The knight climbed on the horse, who started prancing. The knight lost the reins and hung on to the horse's neck. Laughter rose up and floated across the lake. Faintly.

And so Elizabeth told Michaela. She sat there, letting Michaela hold her hands, pouring a little cool water on them, rubbing them gently. She told her about her friendship with Kevin. About how they worked so well together, about their coffee shop meetings, and how that day on the lake it took a turn into more than friendship, and how the past few months, they'd gotten so close, and she'd felt so okay with everything, really, the first time she'd ever felt that way, that Kevin said he needed her. That they were best friends.

"Did you have sex?"

Elizabeth shook her head.

"Close?"

Elizabeth didn't say anything. She was remembering, trying to think what it was, what she did. What you would call it.

"What a prick." Elizabeth looked up. Michaela's tone was sharp. Blunt. Angrier than she'd ever heard before, and most of what Michaela said to almost everyone was angry and sharp. This was different. It was like the knife she usually carried had turned into an ax.

"I'm sure he didn't mean to – I mean, he's a good person – "

"No. He's. Not." Michaela looked as if she might shake Elizabeth. She nodded to her hands. "Good people don't do these things. Good 30-year old guys don't exploit and abuse – "

"-it wasn't abuse- "

"-abuse fifteen year old girls."

"He cared for me."

Michaela held up Elizabeth's own hands in front of her face. The red was turning to purple, and they were swelling. "No he didn't." She leaned back. "You have to tell," she said matter-of-factly.
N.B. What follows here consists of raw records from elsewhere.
use serde::{Deserialize, Serialize};
use std::path::Path;
use std::time::Duration;
use crate::error::{Result, HybridError};

/// Largest page size the verses endpoint accepts
pub const MAX_PER_PAGE: u32 = 50;

fn default_per_page() -> u32 {
    MAX_PER_PAGE
}

fn default_target_language() -> String {
    "Turkish".to_string()
}

#[derive(Debug, Clone, Serialize, Deserialize)]
pub struct Config {
    pub content: ContentConfig,
    pub synthesis: SynthesisConfig,
}

#[derive(Debug, Clone, Serialize, Deserialize)]
pub struct ContentConfig {
    /// Base URL of the content API (without trailing slash)
    pub base_url: String,
    /// Translation resource ids, in display order
    pub translation_ids: Vec<u32>,
    /// Language used for verse requests
    pub language: String,
    /// Extra verse fields to request (comma-separated)
    pub verse_fields: String,
    /// Verses per page for the paged verses endpoint
    #[serde(default = "default_per_page")]
    pub per_page: u32,
    /// Timeout for the chapter listing call (seconds)
    pub list_timeout_secs: u64,
    /// Timeout for the single chapter metadata call (seconds)
    pub chapter_timeout_secs: u64,
    /// Timeout for each verses page call (seconds)
    pub verses_timeout_secs: u64,
}

#[derive(Debug, Clone, Serialize, Deserialize)]
pub struct SynthesisConfig {
    /// How the language model is reached
    pub backend: SynthesisBackend,
    /// Path to the runner binary (e.g., ollama)
    pub binary_path: String,
    /// Model name passed to the runner
    pub model: String,
    /// Runner REST endpoint, used by the Api backend
    pub endpoint: String,
    /// Wall-clock budget for one chapter synthesis (seconds)
    pub timeout_secs: u64,
    /// Language the hybrid translation is written in
    #[serde(default = "default_target_language")]
    pub target_language: String,
}

#[derive(Debug, Clone, Copy, PartialEq, Eq, Serialize, Deserialize)]
pub enum SynthesisBackend {
    /// Cli: pipe the prompt into `<binary> run <model>`
    Cli,
    /// Api: POST the prompt to `<endpoint>/api/generate`
    Api,
}

impl Default for Config {
    fn default() -> Self {
        Self {
            content: ContentConfig {
                base_url: "https://api.quran.com/api/v4".to_string(),
                translation_ids: vec![52, 112, 124, 210, 77],
                language: "ar".to_string(),
                verse_fields: "text_uthmani".to_string(),
                per_page: MAX_PER_PAGE,
                list_timeout_secs: 15,
                chapter_timeout_secs: 10,
                verses_timeout_secs: 30,
            },
            synthesis: SynthesisConfig {
                backend: SynthesisBackend::Cli,
                binary_path: "ollama".to_string(),
                model: "llama3".to_string(),
                endpoint: "http://localhost:11434".to_string(),
                timeout_secs: 600,
                target_language: default_target_language(),
            },
        }
    }
}

impl ContentConfig {
    pub fn list_timeout(&self) -> Duration {
        Duration::from_secs(self.list_timeout_secs)
    }

    pub fn chapter_timeout(&self) -> Duration {
        Duration::from_secs(self.chapter_timeout_secs)
    }

    pub fn verses_timeout(&self) -> Duration {
        Duration::from_secs(self.verses_timeout_secs)
    }
}

impl SynthesisConfig {
    pub fn timeout(&self) -> Duration {
        Duration::from_secs(self.timeout_secs)
    }
}

impl Config {
    pub fn from_file<P: AsRef<Path>>(path: P) -> Result<Self> {
        let content = std::fs::read_to_string(path)
            .map_err(|e| HybridError::Config(format!("Failed to read config file: {}", e)))?;

        let config: Config = toml::from_str(&content)
            .map_err(|e| HybridError::Config(format!("Failed to parse config file: {}", e)))?;

        config.validate()?;
        Ok(config)
    }

    pub fn save_to_file<P: AsRef<Path>>(&self, path: P) -> Result<()> {
        let content = toml::to_string_pretty(self)
            .map_err(|e| HybridError::Config(format!("Failed to serialize config: {}", e)))?;

        std::fs::write(path, content)
            .map_err(|e| HybridError::Config(format!("Failed to write config file: {}", e)))?;

        Ok(())
    }

    /// Reject values that would make every request fail
    pub fn validate(&self) -> Result<()> {
        if self.content.translation_ids.is_empty() {
            return Err(HybridError::Config("content.translation_ids must not be empty".to_string()));
        }
        if self.content.per_page == 0 || self.content.per_page > MAX_PER_PAGE {
            return Err(HybridError::Config(format!(
                "content.per_page must be between 1 and {}", MAX_PER_PAGE
            )));
        }
        if self.content.list_timeout_secs == 0
            || self.content.chapter_timeout_secs == 0
            || self.content.verses_timeout_secs == 0
        {
            return Err(HybridError::Config("content timeouts must be greater than zero".to_string()));
        }
        if self.synthesis.model.trim().is_empty() {
            return Err(HybridError::Config("synthesis.model must not be empty".to_string()));
        }
        if self.synthesis.timeout_secs == 0 {
            return Err(HybridError::Config("synthesis.timeout_secs must be greater than zero".to_string()));
        }
        Ok(())
    }
}
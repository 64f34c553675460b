use once_cell::sync::Lazy;
use regex::Regex;

/// Inline footnote markers, e.g. `<sup foot_note=123>1</sup>`
static FOOTNOTE_RE: Lazy<Regex> = Lazy::new(|| Regex::new(r"<sup.*?</sup>").expect("footnote"));

/// Strip footnote markup from translation text and trim it.
///
/// Removal repeats until no marker is left, so the result is stable under
/// a second pass even when removing one span splices another together.
pub fn clean_footnotes(text: &str) -> String {
    let mut current = text.to_string();
    loop {
        let next = FOOTNOTE_RE.replace_all(&current, "").into_owned();
        if next == current {
            break;
        }
        current = next;
    }
    current.trim().to_string()
}
use async_trait::async_trait;
use reqwest::Client;
use serde::{Deserialize, Serialize};
use std::time::Instant;
use tracing::{debug, info};

use crate::config::SynthesisConfig;
use crate::error::{Result, HybridError};
use super::Synthesizer;

#[derive(Debug, Clone, Serialize)]
struct GenerateRequest<'a> {
    model: &'a str,
    prompt: &'a str,
    stream: bool,
}

#[derive(Debug, Clone, Deserialize)]
struct GenerateResponse {
    response: String,
}

/// Sends the prompt to the runner's `/api/generate` endpoint
pub struct OllamaApiSynthesizer {
    client: Client,
    config: SynthesisConfig,
}

impl OllamaApiSynthesizer {
    pub fn new(config: SynthesisConfig) -> Result<Self> {
        let client = Client::builder()
            .timeout(config.timeout())
            .build()
            .map_err(|e| HybridError::Config(format!("Failed to build HTTP client: {}", e)))?;

        Ok(Self { client, config })
    }

    fn generate_url(&self) -> String {
        format!("{}/api/generate", self.config.endpoint.trim_end_matches('/'))
    }
}

#[async_trait]
impl Synthesizer for OllamaApiSynthesizer {
    async fn generate(&self, prompt: &str) -> Result<String> {
        let url = self.generate_url();
        info!("Sending {} byte prompt to {} (model {}, timeout {}s)",
              prompt.len(), url, self.config.model, self.config.timeout_secs);
        let started = Instant::now();

        let request = GenerateRequest {
            model: &self.config.model,
            prompt,
            stream: false,
        };

        let response = self.client
            .post(&url)
            .json(&request)
            .send()
            .await
            .map_err(|e| {
                if e.is_timeout() {
                    HybridError::ProcessTimeout(self.config.timeout_secs)
                } else if e.is_connect() {
                    HybridError::ProcessUnavailable { binary: url.clone(), reason: e.to_string() }
                } else {
                    HybridError::Network { url: url.clone(), source: e }
                }
            })?;

        let status = response.status();
        if !status.is_success() {
            let body = response.text().await.unwrap_or_default();
            return Err(HybridError::ProcessFailure {
                status: status.to_string(),
                stderr: body,
            });
        }

        let body = response.text().await.map_err(|e| {
            if e.is_timeout() {
                HybridError::ProcessTimeout(self.config.timeout_secs)
            } else {
                HybridError::Network { url: url.clone(), source: e }
            }
        })?;

        let generated: GenerateResponse = serde_json::from_str(&body)
            .map_err(|e| HybridError::SynthesisParse(format!("unexpected generate response: {}", e)))?;

        let reply = generated.response.trim().to_string();
        info!("Model answered in {:.2}s", started.elapsed().as_secs_f64());
        debug!("Raw model reply: {}", reply);
        Ok(reply)
    }
}
use anyhow::Context;

use chat_triage::config::TriageConfig;
use chat_triage::dispatch::{Announcer, FinderRevealer, OsaScriptDispatcher, SayAnnouncer, StoreRevealer};
use chat_triage::identity::ContactBook;
use chat_triage::pipeline::TriagePipeline;
use chat_triage::prompt::StdinPrompt;
use chat_triage::source::ChatDb;

fn main() -> anyhow::Result<()> {
    // Initialize tracing
    tracing_subscriber::fmt()
        .with_env_filter(
            tracing_subscriber::EnvFilter::try_from_default_env()
                .unwrap_or_else(|_| tracing_subscriber::EnvFilter::new("info")),
        )
        .with_target(false)
        .init();

    let mut config = TriageConfig::default();
    if let Ok(path) = std::env::var("CHAT_TRIAGE_ARCHIVE") {
        config.archive_path = path.into();
    }
    if let Ok(path) = std::env::var("CHAT_TRIAGE_CONTACTS") {
        config.contacts_path = path.into();
    }
    if let Ok(width) = std::env::var("CHAT_TRIAGE_WIDTH") {
        config.notice_width = width.parse().unwrap_or(config.notice_width);
    }
    config.announce_voice = std::env::var("CHAT_TRIAGE_VOICE").ok();

    eprintln!("chat-triage v{}", env!("CARGO_PKG_VERSION"));
    eprintln!("   Archive:  {}", config.archive_path.display());
    eprintln!("   Contacts: {}", config.contacts_path.display());

    // The archive lives in a hidden directory; failing to reveal it is not
    // fatal — opening the archive decides that.
    if let Err(e) = FinderRevealer.reveal() {
        tracing::warn!(error = %e, "Could not reveal the hidden archive");
    }

    let source = ChatDb::open(&config.archive_path).with_context(|| {
        format!(
            "message archive unavailable at {}",
            config.archive_path.display()
        )
    })?;

    let mut contacts = ContactBook::load(&config.contacts_path).with_context(|| {
        format!("contact book unavailable at {}", config.contacts_path.display())
    })?;

    let mut prompt = StdinPrompt;
    let mut dispatcher = OsaScriptDispatcher::new("sendMessage.applescript");
    let announcer = config.announce_voice.clone().map(SayAnnouncer::new);

    println!("Please respond to the following messages!");

    let mut pipeline = TriagePipeline::new(
        &config,
        &mut contacts,
        &mut prompt,
        &mut dispatcher,
        announcer.as_ref().map(|a| a as &dyn Announcer),
    );
    let summary = pipeline.run(&source)?;

    eprintln!(
        "Done: {} conversations — {} presented, {} follow-ups, {} skipped, {} replies sent",
        summary.conversations,
        summary.presented,
        summary.followups,
        summary.skipped,
        summary.replies_sent
    );
    Ok(())
}
//! Boxed notice rendering.

/// Render a starred notice box: a title row, the body, and a blank
/// padding row, each framed to `width` columns. Tabs in the body are
/// expanded before framing.
pub fn boxed_notice(title: &str, body: &str, width: usize) -> String {
    let bar = "*".repeat(width);
    format!(
        "\n{bar}\n{}\n{bar}\n{}\n{}\n{bar}\n",
        box_line(title.trim(), width),
        box_line(&expand_tabs(body), width),
        box_line("", width),
    )
}

fn box_line(text: &str, width: usize) -> String {
    let pad = width.saturating_sub(6 + text.chars().count());
    format!("*  {}{}  *", text, " ".repeat(pad))
}

/// Expand tabs to 8-column tab stops.
fn expand_tabs(text: &str) -> String {
    let mut out = String::with_capacity(text.len());
    let mut col = 0;
    for ch in text.chars() {
        if ch == '\t' {
            let spaces = 8 - col % 8;
            out.extend(std::iter::repeat_n(' ', spaces));
            col += spaces;
        } else {
            out.push(ch);
            col += 1;
        }
    }
    out
}
//! Configuration types.

use std::path::PathBuf;

/// Triage run configuration.
///
/// Every path and knob the pipeline needs is injected through this struct;
/// nothing reads ambient globals.
#[derive(Debug, Clone)]
pub struct TriageConfig {
    /// Path to the message archive (SQLite, chat.db layout).
    pub archive_path: PathBuf,
    /// Path to the append-only contact log.
    pub contacts_path: PathBuf,
    /// Width of rendered notice boxes, in columns.
    pub notice_width: usize,
    /// Voice for spoken announcements. `None` disables announcements.
    pub announce_voice: Option<String>,
}

impl Default for TriageConfig {
    fn default() -> Self {
        let home = std::env::var("HOME").unwrap_or_else(|_| ".".to_string());
        Self {
            archive_path: PathBuf::from(home).join("Library/Messages/chat.db"),
            contacts_path: PathBuf::from("contacts"),
            notice_width: 90,
            announce_voice: None,
        }
    }
}
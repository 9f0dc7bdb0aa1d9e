//! Triage pipeline — wires the source, identity store, classifier and
//! outward collaborators into one sequential run.

use tracing::{debug, info, warn};

use crate::config::TriageConfig;
use crate::dispatch::{Announcer, OutgoingCheck, ReplyDispatcher, check_outgoing};
use crate::error::Result;
use crate::identity::ContactBook;
use crate::prompt::Prompt;
use crate::render::boxed_notice;
use crate::source::MessageSource;
use crate::triage::{ConversationView, TriageAction, classify, latest_per_conversation};

/// Counters for one run.
#[derive(Debug, Default, Clone, PartialEq, Eq)]
pub struct TriageSummary {
    pub conversations: usize,
    pub skipped: usize,
    pub followups: usize,
    pub presented: usize,
    pub replies_sent: usize,
}

/// One triage run over the whole archive.
///
/// Conversations are processed strictly in sequence. The prompt and the
/// dispatcher may block on a human or a transport, which blocks the run —
/// there are no concurrent callers. Only source failures abort; every
/// dispatch or prompt failure is reported and the loop moves on.
pub struct TriagePipeline<'a> {
    config: &'a TriageConfig,
    contacts: &'a mut ContactBook,
    prompt: &'a mut dyn Prompt,
    dispatcher: &'a mut dyn ReplyDispatcher,
    announcer: Option<&'a dyn Announcer>,
}

impl<'a> TriagePipeline<'a> {
    pub fn new(
        config: &'a TriageConfig,
        contacts: &'a mut ContactBook,
        prompt: &'a mut dyn Prompt,
        dispatcher: &'a mut dyn ReplyDispatcher,
        announcer: Option<&'a dyn Announcer>,
    ) -> Self {
        Self {
            config,
            contacts,
            prompt,
            dispatcher,
            announcer,
        }
    }

    /// Load the three relations, select the latest message per
    /// conversation and triage each one.
    pub fn run(&mut self, source: &dyn MessageSource) -> Result<TriageSummary> {
        let messages = source.messages()?;
        let handles = source.handles()?;
        let links = source.chat_links()?;

        let latest = latest_per_conversation(&messages, &handles, &links);
        info!(
            conversations = latest.len(),
            messages = messages.len(),
            "Latest message selected per conversation"
        );

        let mut summary = TriageSummary {
            conversations: latest.len(),
            ..TriageSummary::default()
        };
        for view in &latest {
            self.triage_one(view, &mut summary);
        }
        Ok(summary)
    }

    fn triage_one(&mut self, view: &ConversationView, summary: &mut TriageSummary) {
        let text = view.text_or_empty();
        let action = classify(view);
        debug!(
            chat_id = view.chat_id,
            action = action.label(),
            "Conversation classified"
        );

        // Skipped rows never touch a collaborator; the sender of a skipped
        // conversation is not resolved either.
        match action {
            TriageAction::Skip { reason } => {
                debug!(chat_id = view.chat_id, reason = ?reason, "Conversation skipped");
                summary.skipped += 1;
            }
            TriageAction::FlagForFollowup => {
                summary.followups += 1;
                let sender = self.resolve_sender(view, text);
                println!(
                    "{}",
                    boxed_notice(
                        &format!(
                            "Seems like you asked a question to {sender}! You should poke them!"
                        ),
                        text,
                        self.config.notice_width,
                    )
                );
                println!("Poke?");
                self.offer_reply(view, summary);
            }
            TriageAction::PresentAndReply => {
                summary.presented += 1;
                let sender = self.resolve_sender(view, text);
                if let Some(announcer) = self.announcer
                    && let Err(e) = announcer.announce(&format!("You have messages from {sender}."))
                {
                    warn!(error = %e, "Announcement failed");
                }
                println!("{}", boxed_notice(&sender, text, self.config.notice_width));
                self.offer_reply(view, summary);
            }
        }
    }

    /// Resolve the sender of a conversation to a display name.
    ///
    /// Messages without a handle reference have no address and resolve to
    /// an empty sender. A failed resolution falls back to the raw address
    /// so the run keeps moving.
    fn resolve_sender(&mut self, view: &ConversationView, text: &str) -> String {
        let Some(address) = view.address.as_deref() else {
            return String::new();
        };
        match self.contacts.resolve(address, text, &mut *self.prompt) {
            Ok(name) => name,
            Err(e) => {
                warn!(address, error = %e, "Sender resolution failed; using raw address");
                address.to_string()
            }
        }
    }

    /// Ask for a reply and dispatch it to the conversation's address.
    fn offer_reply(&mut self, view: &ConversationView, summary: &mut TriageSummary) {
        let Some(address) = view.address.as_deref() else {
            warn!(chat_id = view.chat_id, "Conversation has no address; cannot reply");
            return;
        };
        let reply = match self.prompt.ask("Type your message: ") {
            Ok(reply) => reply,
            Err(e) => {
                warn!(error = %e, "Reply prompt failed; skipping reply");
                return;
            }
        };
        match check_outgoing(&reply) {
            Ok(OutgoingCheck::Declined) => {
                info!("Did not type a message, skipping reply");
            }
            Err(e) => {
                warn!(error = %e, "Reply rejected before dispatch");
            }
            Ok(OutgoingCheck::Send) => match self.dispatcher.send(address, reply.trim()) {
                Ok(()) => {
                    summary.replies_sent += 1;
                }
                Err(e) => {
                    warn!(address, error = %e, "Reply dispatch failed; continuing");
                }
            },
        }
    }
}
The idea shocked Elizabeth. Even though she'd threatened herself a few minutes ago, it was as if someone else had said those words to Kevin. She tried to imagine it. She tried to imagine telling her mother, Brittany, Erin. She tried to imagine the whole parish knowing what she had done with Kevin. "No," she whispered. "Oh, I can't – he's leaving anyway. He's going to be a priest. I can't ruin that – it would be wrong – "

Michaela just looked at her. As if she were waiting. That she would just let Elizabeth keep talking and talking, and she would just wait.

But Elizabeth couldn't think of anything else to say. She was standing, paralyzed on a path cutting sharply through darkness, bending.

Michaela closed her eyes, thinking. She put her head in her hands. Now Elizabeth waited. 

"It would ruin everything for him," she said quietly. 

Michaela looked up.

"My mom was raped," she said.

Elizabeth waited, still. What could she say?

Michaela breathed in, several times, like she was preparing to run a race, to lift some heavy weights.

"She was 17 – our age. And she was living here, with my grandparents. Her dad was still alive." She gazed past Elizabeth at the woods behind. "I sort of wonder if it might have happened around here. She always said it was some wooded place outside of town. That's part of the reason I was here. That reunion made me want - I don't know. I was trying to see. I was trying to listen, to hear her. To help her." She sighed and shook her head. "I felt something, but I don't know what it was."